Regarding well-being among Graves’ disease patients with or without ophthalmopathy assessed by HRQoL, GO-QOL and Mini-Mental State Examination, Riguetto CM et al. found that the presence of ophthalmopathy was a factor related to poor quality of life [21].

From the perspective of patients, clinical measurements, such as extraocular muscle movement or the degree of proptosis, are of limited interest. Instead, patients usually consider to impaired physical and psychosocial issues in daily life [6, 22]. The difference between objective clinical measurements and patients’ experiences cannot be explained only by the severity of signs and symptoms but by individuals’ characteristics and the environment, such as expectations, motives, past experiences, stress coping, doctor-patient relationships and social support [22]. Health-related quality of life is the most important indicator of successful treatment when the primary aim is to improve quality of life rather than to prolong life [23].

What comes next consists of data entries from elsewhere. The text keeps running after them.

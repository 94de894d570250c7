//! Dispatch vocabulary: job-assignment records (external, read-only) and the
//! derived dispatch status.
//!
//! Job assignments belong to the job catalog; the simulation only ever scans
//! them.  The dispatch status is recomputed from scratch on every read — job
//! statuses change out-of-band between ticks, so nothing here is cached.

use std::fmt;

use crate::{JobId, ResourceId};

/// Lifecycle status of a job in the external job catalog.
#[derive(Copy, Clone, PartialEq, Eq, Hash, Debug)]
#[cfg_attr(feature = "serde", derive(serde::Serialize, serde::Deserialize))]
#[cfg_attr(feature = "serde", serde(rename_all = "snake_case"))]
pub enum JobStatus {
    Draft,
    Scheduled,
    Assigned,
    InProgress,
    Paused,
    Completed,
    Cancelled,
    Failed,
}

impl JobStatus {
    pub fn as_str(self) -> &'static str {
        match self {
            JobStatus::Draft      => "draft",
            JobStatus::Scheduled  => "scheduled",
            JobStatus::Assigned   => "assigned",
            JobStatus::InProgress => "in_progress",
            JobStatus::Paused     => "paused",
            JobStatus::Completed  => "completed",
            JobStatus::Cancelled  => "cancelled",
            JobStatus::Failed     => "failed",
        }
    }
}

impl fmt::Display for JobStatus {
    fn fmt(&self, f: &mut fmt::Formatter<'_>) -> fmt::Result {
        f.write_str(self.as_str())
    }
}

/// One job-to-resource assignment record, read-only to the simulation.
#[derive(Copy, Clone, Debug, PartialEq, Eq)]
#[cfg_attr(feature = "serde", derive(serde::Serialize, serde::Deserialize))]
pub struct JobAssignment {
    pub job: JobId,
    pub resource: ResourceId,
    pub status: JobStatus,
}

impl JobAssignment {
    pub const fn new(job: JobId, resource: ResourceId, status: JobStatus) -> Self {
        Self { job, resource, status }
    }
}

/// Live operational label for a resource, derived from its job assignments.
///
/// Precedence: `OnJob` (any in-progress job) beats `EnRoute` (any assigned
/// job) beats `Available`.
#[derive(Copy, Clone, PartialEq, Eq, Hash, Debug)]
#[cfg_attr(feature = "serde", derive(serde::Serialize, serde::Deserialize))]
#[cfg_attr(feature = "serde", serde(rename_all = "snake_case"))]
pub enum DispatchStatus {
    Available,
    EnRoute,
    OnJob,
}

impl DispatchStatus {
    pub fn as_str(self) -> &'static str {
        match self {
            DispatchStatus::Available => "available",
            DispatchStatus::EnRoute   => "en_route",
            DispatchStatus::OnJob     => "on_job",
        }
    }
}

impl fmt::Display for DispatchStatus {
    fn fmt(&self, f: &mut fmt::Formatter<'_>) -> fmt::Result {
        f.write_str(self.as_str())
    }
}
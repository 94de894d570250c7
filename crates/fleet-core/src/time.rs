//! Wall-clock time model.
//!
//! # Design
//!
//! The integrator is driven by wall time, not a synthetic tick counter: every
//! integration step receives an explicit `now` and computes the elapsed
//! seconds since the resource's `last_update`.  `Timestamp` is therefore a
//! plain unix-millisecond count — cheap to copy, exact to compare, and
//! trivially serializable for the broadcast wire.
//!
//! Elapsed time is **signed**: a clock that jumps backward produces a
//! negative difference, and it is the integrator's job to clamp that to zero
//! rather than this type's job to hide it.

use std::fmt;
use std::time::{SystemTime, UNIX_EPOCH};

/// An absolute wall-clock instant, stored as milliseconds since the unix
/// epoch.
#[derive(Copy, Clone, PartialEq, Eq, PartialOrd, Ord, Hash, Debug, Default)]
#[cfg_attr(feature = "serde", derive(serde::Serialize, serde::Deserialize))]
pub struct Timestamp(pub i64);

impl Timestamp {
    pub const ZERO: Timestamp = Timestamp(0);

    /// The current wall-clock time.
    pub fn now() -> Timestamp {
        let since_epoch = SystemTime::now()
            .duration_since(UNIX_EPOCH)
            .unwrap_or_default();
        Timestamp(since_epoch.as_millis() as i64)
    }

    #[inline]
    pub const fn from_unix_millis(millis: i64) -> Timestamp {
        Timestamp(millis)
    }

    #[inline]
    pub const fn from_unix_secs(secs: i64) -> Timestamp {
        Timestamp(secs * 1_000)
    }

    #[inline]
    pub const fn as_unix_millis(self) -> i64 {
        self.0
    }

    /// The instant `millis` milliseconds after `self` (negative moves back).
    #[inline]
    pub const fn offset_millis(self, millis: i64) -> Timestamp {
        Timestamp(self.0 + millis)
    }

    /// The instant `secs` seconds after `self`.
    #[inline]
    pub const fn offset_secs(self, secs: i64) -> Timestamp {
        Timestamp(self.0 + secs * 1_000)
    }

    /// Signed seconds elapsed from `earlier` to `self`.
    ///
    /// Negative when `earlier` is in the future (clock skew) — callers decide
    /// whether to clamp.
    #[inline]
    pub fn seconds_since(self, earlier: Timestamp) -> f64 {
        (self.0 - earlier.0) as f64 / 1_000.0
    }
}

impl fmt::Display for Timestamp {
    fn fmt(&self, f: &mut fmt::Formatter<'_>) -> fmt::Result {
        write!(f, "{}ms", self.0)
    }
}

Previous GO-specific quality of life studies have shown only a moderate correlation between QOL and disease severity and a low correlation in appearance subscales [4, 9, 16, 24, 25]. This evidence accentuates the disparity between objective clinical assessment and subjective quality of life; hence, assessing both objective and subjective measurements is the best approach for GO treatment programs [16].

There are some limitations to this study. First the translators had no background in medicine or understanding of GO. With regard to some ambiguous terms referring to GO in the Thai language, the translators were informed of concepts included in the questionnaire during the first stage of translation. The expert committee worked closely with all the translators in the process.

Content validity refers to the relevance, comprehensiveness and comprehensibility of a questionnaire [26]. It can be evaluated by asking experts and patients [26]. In this study, relevance was evaluated among experts and GO patients; comprehensibility was evaluated among ‘normal subjects’ and patients. However, as another limitation of the study, comprehensiveness was not adequately addressed.

Conclusion

The Thai GO-QOL questionnaire indicates good reliability and validity similar to its prototype. Its scores correlated with clinical activity, disease severity and eye exposure parameters. The Thai version of the GO-QOL can be implemented into thyroid disease treatment programs to evaluate dynamic clinical outcome measurements of Graves’ ophthalmopathy.